Consider PPP agreements with private sector to procure COVID-19 vaccines


Government should consider entering into Public-Private Partnership agreements with the private sector to source COVID-19 vaccines for the general public, the Minority in Parliament have urged.

“The health needs of Ghanaians must remain paramount in all considerations of this government, and failure is not an option. If funding is becoming a challenge for government, it should consider partnering the private sector in a PPP arrangement to source for these vaccines and supply them for the general public,” Kwabena Mintah Akandoh – Ranking Member on the Select Committee on Health in Parliament, said in a meeting with the media.
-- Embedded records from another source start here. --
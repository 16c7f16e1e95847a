//! CLI entry point for MedAssist.

pub mod build;
pub mod query;
pub mod upload;

use std::path::PathBuf;
use std::time::Duration;

use clap::{Parser, Subcommand};

use crate::ingest::IngestionSettings;

/// MedAssist healthcare research agent CLI
#[derive(Parser, Debug)]
#[command(
    name = "medassist",
    version,
    about = "Provision, load and query a hosted healthcare research agent"
)]
pub struct Cli {
    #[command(subcommand)]
    pub command: Commands,
}

/// Top-level CLI commands.
#[derive(Subcommand, Debug)]
pub enum Commands {
    /// Set up a datastore and agent, then run smoke-test queries
    Build,
    /// Chat with an agent, or run the scripted demo
    Query(QueryArgs),
    /// Upload local PDFs into a new datastore and bind an agent to it
    Upload(UploadArgs),
}

/// Arguments for `medassist query`.
#[derive(Parser, Debug)]
pub struct QueryArgs {
    /// Agent to query
    pub agent_id: String,

    /// Run the scripted demo queries instead of interactive chat
    #[arg(long)]
    pub demo: bool,
}

/// Arguments for `medassist upload`.
#[derive(Parser, Debug)]
pub struct UploadArgs {
    /// Agent to rebind (defaults to $AGENT_ID, then the built-in agent)
    #[arg(long)]
    pub agent_id: Option<String>,

    /// Directory containing the PDFs (defaults to $MEDASSIST_DOCS_DIR or ./healthcare_docs)
    #[arg(long)]
    pub docs_dir: Option<PathBuf>,

    /// Maximum seconds to wait for ingestion
    #[arg(long, default_value = "300", value_parser = clap::value_parser!(u64).range(1..))]
    pub max_wait: u64,

    /// Seconds between status polls
    #[arg(long, default_value = "10", value_parser = clap::value_parser!(u64).range(1..))]
    pub poll_interval: u64,
}

impl UploadArgs {
    pub fn ingestion_settings(&self) -> IngestionSettings {
        IngestionSettings {
            max_wait: Duration::from_secs(self.max_wait),
            poll_interval: Duration::from_secs(self.poll_interval),
        }
    }
}
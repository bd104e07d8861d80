//! Layer listing, used when no target is given.

use std::io::{self, Write};

use chrono::{DateTime, Utc};
use layerx_common::types::LayerId;
use layerx_image::LayerDescriptor;

use crate::output::{format_age, format_bytes};

/// Writes one line per layer, in the order given.
///
/// In quiet mode only short ids are written. Otherwise a tab-separated
/// table is written whose VIRTUAL SIZE column is the total size of the
/// current row and every row after it.
///
/// # Errors
///
/// Returns an error if writing to `out` fails.
pub fn print_layer_info<W: Write>(
    out: &mut W,
    layers: &[LayerDescriptor],
    quiet: bool,
    now: DateTime<Utc>,
) -> io::Result<()> {
    if quiet {
        for layer in layers {
            writeln!(out, "{}", layer.short_id())?;
        }
        return Ok(());
    }

    write_row(
        out,
        ["REPO TAG", "IMAGE ID", "PARENT ID", "CREATED", "LAYER SIZE", "VIRTUAL SIZE"],
    )?;

    let mut remaining: u64 = layers.iter().map(LayerDescriptor::size).sum();
    for layer in layers {
        let repo_tag = layer.repo_tags().first().map_or("-", String::as_str);
        let parent = layer.parent_id().map_or("-", LayerId::short);
        write_row(
            out,
            [
                repo_tag,
                layer.short_id(),
                parent,
                &format_age(layer.created(), now),
                &format_bytes(layer.size()),
                &format_bytes(remaining),
            ],
        )?;
        remaining = remaining.saturating_sub(layer.size());
    }
    Ok(())
}

fn write_row<W: Write>(out: &mut W, fields: [&str; 6]) -> io::Result<()> {
    let [tag, rest @ ..] = fields;
    let mut line = format!("{tag:<23}");
    for field in rest {
        line.push('\t');
        line.push_str(&format!("{field:<15}"));
    }
    writeln!(out, "{}", line.trim_end())
}
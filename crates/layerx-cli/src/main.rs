//! # layerx, the selective layer flattener
//!
//! Lists the layers of a saved container image, or merges a chosen set of
//! them into a single filesystem tar archive.

#![cfg_attr(test, allow(clippy::expect_used, clippy::unwrap_used))]

mod commands;
mod output;

use std::process::ExitCode;

use clap::Parser;
use layerx_common::constants::{EXIT_EXEC, EXIT_LAYER_SPEC, EXIT_USAGE};
use layerx_common::error::LayerxError;

use crate::commands::Cli;

fn main() -> ExitCode {
    let cli = match Cli::try_parse() {
        Ok(cli) => cli,
        Err(err) => {
            let _ = err.print();
            return if err.use_stderr() {
                ExitCode::from(EXIT_USAGE)
            } else {
                ExitCode::SUCCESS
            };
        }
    };

    tracing_subscriber::fmt()
        .with_writer(std::io::stderr)
        .with_env_filter(cli.env_filter())
        .init();

    match commands::execute(&cli) {
        Ok(()) => ExitCode::SUCCESS,
        Err(err) => {
            tracing::error!("{err:#}");
            ExitCode::from(exit_status(&err))
        }
    }
}

/// Maps a failure to the process exit status.
fn exit_status(err: &anyhow::Error) -> u8 {
    let layer_spec = err
        .chain()
        .filter_map(|cause| cause.downcast_ref::<LayerxError>())
        .any(LayerxError::is_layer_spec);
    if layer_spec { EXIT_LAYER_SPEC } else { EXIT_EXEC }
}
This comes on the back of the group’s expression of worry at the delay in arrival of vaccines to cover the country’s population as a measure to curb the infection and spread of the virus, as well as prevent a third wave of the virus from hitting the country.

According to the Minority, it is not enough to rely heavily on donor partners to vaccinate Ghanaians, as it raises serious concerns over the capacity and competence of government to deliver on its promises in the fight against the virus; hence the need to deploy several other means to procure the vaccines.

“We therefore urge government to get back to the drawing board and put in place an effective plan that is not highly dependent on one manufacturer, and procure the 17.6 million doses of COVID-19 vaccines in order to meet the president’s June deadline.”

Meanwhile, the group has also expressed particular concern about the delay in arrival of the second doses of vaccines which are expected to be administered to those who took the first jabs.

Mr. Akandoh noted: “Ghanaians were informed that the first dose of COVID-19 vaccines would provide a high level of protection for about eight weeks, by which time another consignment would have arrived to ensure administration of a second jab for persons who had already received the first jab.

“It was expected that the vaccines would have arrived before April 28 so that those who had taken their first jabs could take their second, and those who had not been vaccinated would get the opportunity to be vaccinated.

“However, as we speak, not one additional dose of AstraZeneca vaccine has arrived – putting Ghanaians who had already received the first jab at risk of losing the partial immunity they have acquired through the vaccination,” he added.

According to the Ghana Health Service, a total of 703,752 people have received their first jab of AstraZeneca COVID-19 vaccine to date.

Ghana was the first country in the world to receive 600,000 doses of the AstraZeneca vaccines from the COVAX facility, and an additional 50,000 from the Indian government with MTN also donating 165,000 doses – which saw the country begin mass vaccination on March 2, 2021.

Meanwhile, the 2021 budget estimates made an allocation of US$420million for the procurement of 42 million doses of vaccine targetted at vaccinating 20 million Ghanaians by end of the year.

The Minority has therefore charged government to formulate a clear COVID-19 policy and submit same to Parliament, to guide the implementation of strategies toward the fight against COVID-19.